Each record must appear in the answer exactly as given.

The data ->
Content starts
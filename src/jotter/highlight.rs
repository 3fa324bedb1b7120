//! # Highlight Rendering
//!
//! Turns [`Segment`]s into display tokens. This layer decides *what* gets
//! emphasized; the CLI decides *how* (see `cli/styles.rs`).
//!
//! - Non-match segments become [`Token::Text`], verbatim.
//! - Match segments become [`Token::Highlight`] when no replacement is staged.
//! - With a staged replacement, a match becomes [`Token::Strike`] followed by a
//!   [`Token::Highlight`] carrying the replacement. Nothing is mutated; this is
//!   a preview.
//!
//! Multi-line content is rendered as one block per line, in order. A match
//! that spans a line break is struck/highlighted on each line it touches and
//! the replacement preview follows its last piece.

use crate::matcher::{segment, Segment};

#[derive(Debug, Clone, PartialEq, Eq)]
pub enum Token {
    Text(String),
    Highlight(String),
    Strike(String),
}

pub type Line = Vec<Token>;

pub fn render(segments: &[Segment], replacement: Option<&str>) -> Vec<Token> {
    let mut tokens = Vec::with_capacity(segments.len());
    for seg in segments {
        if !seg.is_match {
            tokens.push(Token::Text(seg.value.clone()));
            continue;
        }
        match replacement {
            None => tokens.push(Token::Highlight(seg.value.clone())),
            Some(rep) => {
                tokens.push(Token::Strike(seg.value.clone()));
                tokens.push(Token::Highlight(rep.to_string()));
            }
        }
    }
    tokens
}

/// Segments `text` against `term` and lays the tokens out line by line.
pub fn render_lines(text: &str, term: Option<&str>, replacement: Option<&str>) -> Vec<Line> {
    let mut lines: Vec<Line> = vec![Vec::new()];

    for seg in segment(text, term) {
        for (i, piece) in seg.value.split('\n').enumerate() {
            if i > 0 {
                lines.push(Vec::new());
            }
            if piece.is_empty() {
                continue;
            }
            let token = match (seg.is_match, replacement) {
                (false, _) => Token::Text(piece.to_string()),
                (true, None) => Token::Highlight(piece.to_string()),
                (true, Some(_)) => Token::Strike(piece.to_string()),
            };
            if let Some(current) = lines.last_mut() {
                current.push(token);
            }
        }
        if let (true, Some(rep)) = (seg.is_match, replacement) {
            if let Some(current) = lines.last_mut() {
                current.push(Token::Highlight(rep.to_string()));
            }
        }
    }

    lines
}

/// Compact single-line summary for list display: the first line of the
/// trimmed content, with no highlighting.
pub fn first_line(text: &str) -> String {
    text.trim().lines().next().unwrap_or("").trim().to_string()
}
Content ends
Task result ->
filename src/jotter/highlight.rs
repository 3fa324bedb1b7120
//! # Highlight Rendering
//!
//! Turns [`Segment`]s into display tokens. This layer decides *what* gets
//! emphasized; the CLI decides *how* (see `cli/styles.rs`).
//!
//! - Non-match segments become [`Token::Text`], verbatim.
//! - Match segments become [`Token::Highlight`] when no replacement is staged.
//! - With a staged replacement, a match becomes [`Token::Strike`] followed by a
//!   [`Token::Highlight`] carrying the replacement. Nothing is mutated; this is
//!   a preview.
//!
//! Multi-line content is rendered as one block per line, in order. A match
//! that spans a line break is struck/highlighted on each line it touches and
//! the replacement preview follows its last piece.

use crate::matcher::{segment, Segment};

#[derive(Debug, Clone, PartialEq, Eq)]
pub enum Token {
    Text(String),
    Highlight(String),
    Strike(String),
}

pub type Line = Vec<Token>;

pub fn render(segments: &[Segment], replacement: Option<&str>) -> Vec<Token> {
    let mut tokens = Vec::with_capacity(segments.len());
    for seg in segments {
        if !seg.is_match {
            tokens.push(Token::Text(seg.value.clone()));
            continue;
        }
        match replacement {
            None => tokens.push(Token::Highlight(seg.value.clone())),
            Some(rep) => {
                tokens.push(Token::Strike(seg.value.clone()));
                tokens.push(Token::Highlight(rep.to_string()));
            }
        }
    }
    tokens
}

/// Segments `text` against `term` and lays the tokens out line by line.
pub fn render_lines(text: &str, term: Option<&str>, replacement: Option<&str>) -> Vec<Line> {
    let mut lines: Vec<Line> = vec![Vec::new()];

    for seg in segment(text, term) {
        for (i, piece) in seg.value.split('\n').enumerate() {
            if i > 0 {
                lines.push(Vec::new());
            }
            if piece.is_empty() {
                continue;
            }
            let token = match (seg.is_match, replacement) {
                (false, _) => Token::Text(piece.to_string()),
                (true, None) => Token::Highlight(piece.to_string()),
                (true, Some(_)) => Token::Strike(piece.to_string()),
            };
            if let Some(current) = lines.last_mut() {
                current.push(token);
            }
        }
        if let (true, Some(rep)) = (seg.is_match, replacement) {
            if let Some(current) = lines.last_mut() {
                current.push(Token::Highlight(rep.to_string()));
            }
        }
    }

    lines
}

/// Compact single-line summary for list display: the first line of the
/// trimmed content, with no highlighting.
pub fn first_line(text: &str) -> String {
    text.trim().lines().next().unwrap_or("").trim().to_string()
}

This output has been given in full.